Coup de frein sur le travail temporaire. L'instabilité économique mondiale rend les entreprises plus prudentes. Les recrutements en intérim baissent pour s'adapter à une demande elle aussi en baisse. La situation est-elle temporaire ou s'installera-t-elle dans le temps ? À quoi doivent s'attendre les expatriés ?
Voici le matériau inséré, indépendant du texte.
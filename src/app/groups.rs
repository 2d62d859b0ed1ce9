use crate::app::parse_json_body;
use crate::error::NotifyError;
use crate::ports;
use crate::state::AppState;
use crate::types::group::{Group, GroupId, UserId};

use axum::Json;
use axum::body::Bytes;
use axum::extract::{Path, State};
use serde::{Deserialize, Serialize};

#[derive(Debug, Deserialize)]
pub(crate) struct JoinGroupRequest {
    #[serde(alias = "userId")]
    pub(crate) user_id: UserId,
}

#[derive(Debug, Serialize)]
pub(crate) struct MembershipResponse {
    pub(crate) group_id: GroupId,
    pub(crate) user_id: UserId,
}

pub(crate) async fn group_by_name<St, C, Tr>(
    State(state): State<AppState<St, C, Tr>>,
    Path(name): Path<String>,
) -> Result<Json<Group>, NotifyError>
where
    St: ports::SubscriberStore,
    C: ports::CredentialProvider,
    Tr: ports::PushTransport,
{
    state
        .store
        .find_group_by_name(&name)
        .await?
        .map(Json)
        .ok_or_else(|| NotifyError::NotFound(format!("group {name} not found")))
}

/// Adds a user to the named group, creating the group on first use.
pub(crate) async fn join_group<St, C, Tr>(
    State(state): State<AppState<St, C, Tr>>,
    Path(name): Path<String>,
    body: Bytes,
) -> Result<Json<MembershipResponse>, NotifyError>
where
    St: ports::SubscriberStore,
    C: ports::CredentialProvider,
    Tr: ports::PushTransport,
{
    let request: JoinGroupRequest = parse_json_body(&body)?;
    if name.trim().is_empty() {
        return Err(NotifyError::Validation("group name must not be empty".to_string()));
    }
    if request.user_id.as_str().trim().is_empty() {
        return Err(NotifyError::Validation("user_id must not be empty".to_string()));
    }

    let group = match state.store.find_group_by_name(&name).await? {
        Some(group) => group,
        None => {
            tracing::info!(group = %name, "creating group");
            state.store.create_group(&name).await?
        }
    };
    state
        .store
        .upsert_membership(&group.id, &request.user_id)
        .await?;

    Ok(Json(MembershipResponse {
        group_id: group.id,
        user_id: request.user_id,
    }))
}
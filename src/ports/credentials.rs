use crate::error::CredentialError;
use crate::types::push::Credential;

#[derive(Debug, Clone, PartialEq, Eq)]
pub struct TokenGrant {
    pub access_token: String,
    pub expires_in: u64,
}

/// Trades a signed assertion for a short-lived bearer token.
pub trait TokenExchanger: Clone + Send + Sync + 'static {
    type Fut<'a>: Future<Output = Result<TokenGrant, CredentialError>> + Send + 'a
    where
        Self: 'a;

    fn exchange<'a>(&'a self, token_uri: &'a str, assertion: &'a str) -> Self::Fut<'a>;
}

pub trait CredentialProvider: Clone + Send + Sync + 'static {
    type Fut<'a>: Future<Output = Result<Credential, CredentialError>> + Send + 'a
    where
        Self: 'a;

    fn credential<'a>(&'a self) -> Self::Fut<'a>;
}
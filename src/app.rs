use crate::error::NotifyError;
use crate::ports;
use crate::state::AppState;

use axum::Router;
use axum::middleware;
use axum::routing::{any, get, post};
use serde::de::DeserializeOwned;

mod cors;
mod devices;
mod groups;
mod notify;
mod push;

pub fn app<St, C, Tr>(state: AppState<St, C, Tr>) -> Router
where
    St: ports::SubscriberStore,
    C: ports::CredentialProvider,
    Tr: ports::PushTransport,
{
    Router::new()
        .route(
            "/send-notification",
            any(notify::send_notification::<St, C, Tr>),
        )
        .route("/groups/{name}", get(groups::group_by_name::<St, C, Tr>))
        .route(
            "/groups/{name}/members",
            post(groups::join_group::<St, C, Tr>),
        )
        .route("/devices", post(devices::register_device::<St, C, Tr>))
        .route(
            "/api/push/public-key",
            get(push::push_public_key::<St, C, Tr>),
        )
        .route("/health", get(health))
        .with_state(state)
        .layer(middleware::from_fn(cors::cors_middleware))
}

pub(crate) async fn health() -> &'static str {
    "ok"
}

/// Decodes a request body, reporting every failure as a `{"error"}` 400.
pub(crate) fn parse_json_body<T: DeserializeOwned>(body: &[u8]) -> Result<T, NotifyError> {
    serde_json::from_slice(body)
        .map_err(|err| NotifyError::Validation(format!("Invalid JSON body: {err}")))
}
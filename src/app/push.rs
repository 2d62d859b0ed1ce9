use crate::error::ErrorResponse;
use crate::ports;
use crate::state::AppState;

use axum::Json;
use axum::extract::State;
use axum::http::StatusCode;
use serde::Serialize;

#[derive(Serialize)]
pub(crate) struct PublicKeyResponse {
    #[serde(rename = "publicKey")]
    pub(crate) public_key: String,
}

/// Application server key browsers need for `pushManager.subscribe`.
pub(crate) async fn push_public_key<St, C, Tr>(
    State(state): State<AppState<St, C, Tr>>,
) -> Result<Json<PublicKeyResponse>, (StatusCode, Json<ErrorResponse>)>
where
    St: ports::SubscriberStore,
    C: ports::CredentialProvider,
    Tr: ports::PushTransport,
{
    let Some(public_key) = state.config.vapid_public_key() else {
        return Err((
            StatusCode::SERVICE_UNAVAILABLE,
            Json(ErrorResponse {
                error: "Web push is not configured.".to_string(),
            }),
        ));
    };

    Ok(Json(PublicKeyResponse {
        public_key: public_key.to_string(),
    }))
}
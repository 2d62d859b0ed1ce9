use serde::{Deserialize, Deserializer, Serialize};
use std::fmt;

#[derive(Debug, Clone, PartialEq, Eq, Hash, PartialOrd, Ord, Serialize)]
#[serde(transparent)]
pub struct UserId(pub String);

/// Group identifier. The store hands out integer ids, clients may echo them
/// back either as numbers or as strings, so both are accepted.
#[derive(Debug, Clone, PartialEq, Eq, Hash, PartialOrd, Ord, Serialize)]
#[serde(transparent)]
pub struct GroupId(pub String);

#[derive(Debug, Clone, PartialEq, Eq, Serialize, Deserialize)]
pub struct Group {
    pub id: GroupId,
    pub name: String,
}

impl UserId {
    pub fn as_str(&self) -> &str {
        &self.0
    }
}

impl GroupId {
    pub fn as_str(&self) -> &str {
        &self.0
    }
}

impl fmt::Display for UserId {
    fn fmt(&self, f: &mut fmt::Formatter<'_>) -> fmt::Result {
        f.write_str(&self.0)
    }
}

impl fmt::Display for GroupId {
    fn fmt(&self, f: &mut fmt::Formatter<'_>) -> fmt::Result {
        f.write_str(&self.0)
    }
}

impl From<&str> for UserId {
    fn from(value: &str) -> Self {
        Self(value.to_string())
    }
}

impl From<&str> for GroupId {
    fn from(value: &str) -> Self {
        Self(value.to_string())
    }
}

#[derive(Deserialize)]
#[serde(untagged)]
enum RawId {
    Text(String),
    Integer(i64),
}

impl From<RawId> for String {
    fn from(raw: RawId) -> Self {
        match raw {
            RawId::Text(text) => text,
            RawId::Integer(value) => value.to_string(),
        }
    }
}

impl<'de> Deserialize<'de> for GroupId {
    fn deserialize<D: Deserializer<'de>>(deserializer: D) -> Result<Self, D::Error> {
        RawId::deserialize(deserializer).map(|raw| GroupId(raw.into()))
    }
}

impl<'de> Deserialize<'de> for UserId {
    fn deserialize<D: Deserializer<'de>>(deserializer: D) -> Result<Self, D::Error> {
        RawId::deserialize(deserializer).map(|raw| UserId(raw.into()))
    }
}

#[cfg(test)]
#[allow(non_snake_case)]
mod tests {
    use super::*;

    #[test]
    fn group_id__should_accept_strings_and_integers() {
        // When
        let from_text: GroupId = serde_json::from_str("\"g1\"").expect("text id");
        let from_number: GroupId = serde_json::from_str("42").expect("numeric id");

        // Then
        assert_eq!(from_text, GroupId::from("g1"));
        assert_eq!(from_number, GroupId::from("42"));
    }

    #[test]
    fn group_id__should_reject_other_json_shapes() {
        assert!(serde_json::from_str::<GroupId>("{\"id\": 1}").is_err());
        assert!(serde_json::from_str::<GroupId>("null").is_err());
    }
}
Crise du travail temporaire en France

En France, on le prend souvent comme un indicateur de l'activité économique. Très sensible à la conjoncture, le travail temporaire (intérim) est le premier à être affecté par les aléas socio-économiques. La preuve ces dernières années, avec une baisse marquée de l'intérim. D'après le baromètre 2025 de Prism'emploi, organisation professionnelle du recrutement et de l'intérim, l'emploi intérimaire a baissé de 3,3 % entre mai 2024 et mai 2025. La baisse était encore plus forte entre 2023 et 2024 (−7,3 %). En 2025, la chute du travail temporaire touche principalement les employés (-13 %) et les cadres et professions intermédiaires (-8,3 %). Il épargne les ouvriers qualifiés et non qualifiés (respectivement -1,6 % et +0,1 %).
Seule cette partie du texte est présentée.